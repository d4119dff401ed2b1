use super::*;
use std::collections::HashSet;

#[test]
fn test_lookup_is_case_insensitive() {
    // Staff types the code lowercase
    let manager = create_test_manager();
    let reservation = manager.create(MEAL_FRANCESINHA, 1).unwrap();

    let lower = reservation.code.to_ascii_lowercase();
    let mut mixed = String::new();
    for (i, c) in reservation.code.chars().enumerate() {
        if i % 2 == 0 {
            mixed.extend(c.to_lowercase());
        } else {
            mixed.push(c);
        }
    }

    for variant in [reservation.code.as_str(), &lower, &mixed] {
        assert_eq!(manager.get(variant).unwrap().code, reservation.code);
    }
}

#[test]
fn test_use_by_lowercase_code() {
    let manager = create_test_manager();
    let reservation = manager.create(MEAL_FRANCESINHA, 1).unwrap();

    let used = manager
        .mark_used(&reservation.code.to_ascii_lowercase())
        .unwrap();
    assert_eq!(used.status, ReservationStatus::Used);
}

#[test]
fn test_lookup_tolerates_surrounding_whitespace() {
    let manager = create_test_manager();
    let reservation = manager.create(MEAL_FRANCESINHA, 1).unwrap();

    let padded = format!("  {}  ", reservation.code);
    assert_eq!(manager.get(&padded).unwrap().code, reservation.code);
}

#[test]
fn test_issued_codes_are_unique() {
    let manager = create_test_manager();

    let mut codes = HashSet::new();
    for _ in 0..5 {
        let r = manager.create(MEAL_FRANCESINHA, 1).unwrap();
        assert!(codes.insert(r.code.clone()), "duplicate code issued");
        manager.cancel(&r.code).unwrap();
    }
}
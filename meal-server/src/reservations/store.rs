//! Reservation store and code lookup index
//!
//! One sharded map keyed by the normalized code serves as both the
//! store and the case-insensitive lookup index: keys are uppercase by
//! construction (the issuer only draws uppercase symbols) and every
//! caller normalizes before touching the map, so the index can never
//! drift from the store.
//!
//! Records are never removed. Use and cancellation are status
//! transitions applied through [`ReservationStore::update`], which
//! runs under the map's exclusive entry guard - that guard is the
//! per-reservation mutual exclusion the lifecycle engine relies on.

use dashmap::DashMap;
use dashmap::mapref::entry::Entry;
use shared::models::Reservation;

use super::error::ReservationError;

/// In-memory reservation table, keyed by normalized code
#[derive(Debug, Default)]
pub struct ReservationStore {
    by_code: DashMap<String, Reservation>,
}

impl ReservationStore {
    pub fn new() -> Self {
        Self {
            by_code: DashMap::new(),
        }
    }

    /// Insert a new reservation
    ///
    /// The existence check and the insert are one atomic step (vacant
    /// entry), so two racing inserts of the same code cannot both
    /// succeed - the defensive double-check against issuer races the
    /// engine depends on.
    pub fn insert(&self, reservation: Reservation) -> Result<(), ReservationError> {
        match self.by_code.entry(reservation.code.clone()) {
            Entry::Occupied(_) => Err(ReservationError::CodeExists(reservation.code)),
            Entry::Vacant(slot) => {
                slot.insert(reservation);
                Ok(())
            }
        }
    }

    /// Look up a reservation by normalized code
    pub fn get(&self, code: &str) -> Option<Reservation> {
        self.by_code.get(code).map(|r| r.clone())
    }

    /// Run a mutation under the exclusive per-entry guard
    ///
    /// Returns `None` when the code is unknown; otherwise the closure's
    /// result. Concurrent `update` calls on the same code serialize;
    /// different codes do not contend beyond their map shard.
    pub fn update<R>(
        &self,
        code: &str,
        f: impl FnOnce(&mut Reservation) -> R,
    ) -> Option<R> {
        self.by_code.get_mut(code).map(|mut entry| f(&mut entry))
    }

    /// All reservations currently counting against a restaurant's seats
    ///
    /// Iteration is a consistent per-shard snapshot; the result
    /// reflects every transition committed before the call.
    pub fn list_active_for_restaurant(&self, restaurant_id: i64) -> Vec<Reservation> {
        self.by_code
            .iter()
            .filter(|r| r.restaurant_id == restaurant_id && r.is_active())
            .map(|r| r.clone())
            .collect()
    }

    /// Total number of stored reservations, any status
    pub fn len(&self) -> usize {
        self.by_code.len()
    }

    pub fn is_empty(&self) -> bool {
        self.by_code.is_empty()
    }
}

#[cfg(test)]
mod tests {
    use super::*;
    use chrono::Utc;
    use shared::models::ReservationStatus;

    fn reservation(code: &str, restaurant_id: i64) -> Reservation {
        Reservation {
            code: code.to_string(),
            meal_id: 10,
            restaurant_id,
            party_size: 1,
            status: ReservationStatus::Confirmed,
            created_at: Utc::now(),
        }
    }

    #[test]
    fn test_insert_then_get() {
        let store = ReservationStore::new();
        store.insert(reservation("XY7K2Q", 1)).unwrap();

        let found = store.get("XY7K2Q").unwrap();
        assert_eq!(found.code, "XY7K2Q");
        assert!(store.get("ZZZZZZ").is_none());
    }

    #[test]
    fn test_duplicate_insert_fails() {
        let store = ReservationStore::new();
        store.insert(reservation("XY7K2Q", 1)).unwrap();

        assert!(matches!(
            store.insert(reservation("XY7K2Q", 1)),
            Err(ReservationError::CodeExists(_))
        ));
        assert_eq!(store.len(), 1);
    }

    #[test]
    fn test_update_unknown_code() {
        let store = ReservationStore::new();
        assert!(store.update("NOPE42", |_| ()).is_none());
    }

    #[test]
    fn test_active_listing_filters_status_and_restaurant() {
        let store = ReservationStore::new();
        store.insert(reservation("AAAAAA", 1)).unwrap();
        store.insert(reservation("BBBBBB", 1)).unwrap();
        store.insert(reservation("CCCCCC", 2)).unwrap();

        store.update("BBBBBB", |r| r.status = ReservationStatus::Used);

        let active = store.list_active_for_restaurant(1);
        assert_eq!(active.len(), 1);
        assert_eq!(active[0].code, "AAAAAA");
    }
}
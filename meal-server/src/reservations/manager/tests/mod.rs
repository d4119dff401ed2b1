use super::*;
use crate::catalog::Catalog;
use chrono::{Duration, Utc};
use shared::models::{Meal, Restaurant, ReservationStatus};

mod test_codes;
mod test_concurrency;
mod test_lifecycle;

// Fixture ids, readable in assertions
pub const TASCA: i64 = 1;
pub const MARISQUEIRA: i64 = 2;

pub const MEAL_FRANCESINHA: i64 = 10; // Tasca, capacity 5
pub const MEAL_BACALHAU: i64 = 11; // Tasca, capacity 1
pub const MEAL_CATAPLANA: i64 = 20; // Marisqueira, capacity 3

fn test_catalog() -> Arc<Catalog> {
    let catalog = Catalog::new();
    catalog.insert_restaurant(Restaurant {
        id: TASCA,
        name: "Tasca do Manel".into(),
        description: "Aveiro, Portugal".into(),
    });
    catalog.insert_restaurant(Restaurant {
        id: MARISQUEIRA,
        name: "Marisqueira Atlântico".into(),
        description: "Costa Nova, Portugal".into(),
    });

    let today = Utc::now().date_naive();
    for (id, restaurant_id, name, capacity) in [
        (MEAL_FRANCESINHA, TASCA, "Francesinha", 5u32),
        (MEAL_BACALHAU, TASCA, "Bacalhau à Brás", 1),
        (MEAL_CATAPLANA, MARISQUEIRA, "Cataplana de Marisco", 3),
    ] {
        catalog.insert_meal(Meal {
            id,
            restaurant_id,
            name: name.into(),
            description: String::new(),
            date: today + Duration::days(1),
            capacity,
        });
    }
    Arc::new(catalog)
}

fn create_test_manager() -> ReservationsManager {
    ReservationsManager::new(test_catalog())
}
* * * * * * * * *
▶ TASK GOAL: In the material above, find the lines that contain "exclusive" and show them.

▶ RESULT:
//! runs under the map's exclusive entry guard - that guard is the
    /// Run a mutation under the exclusive per-entry guard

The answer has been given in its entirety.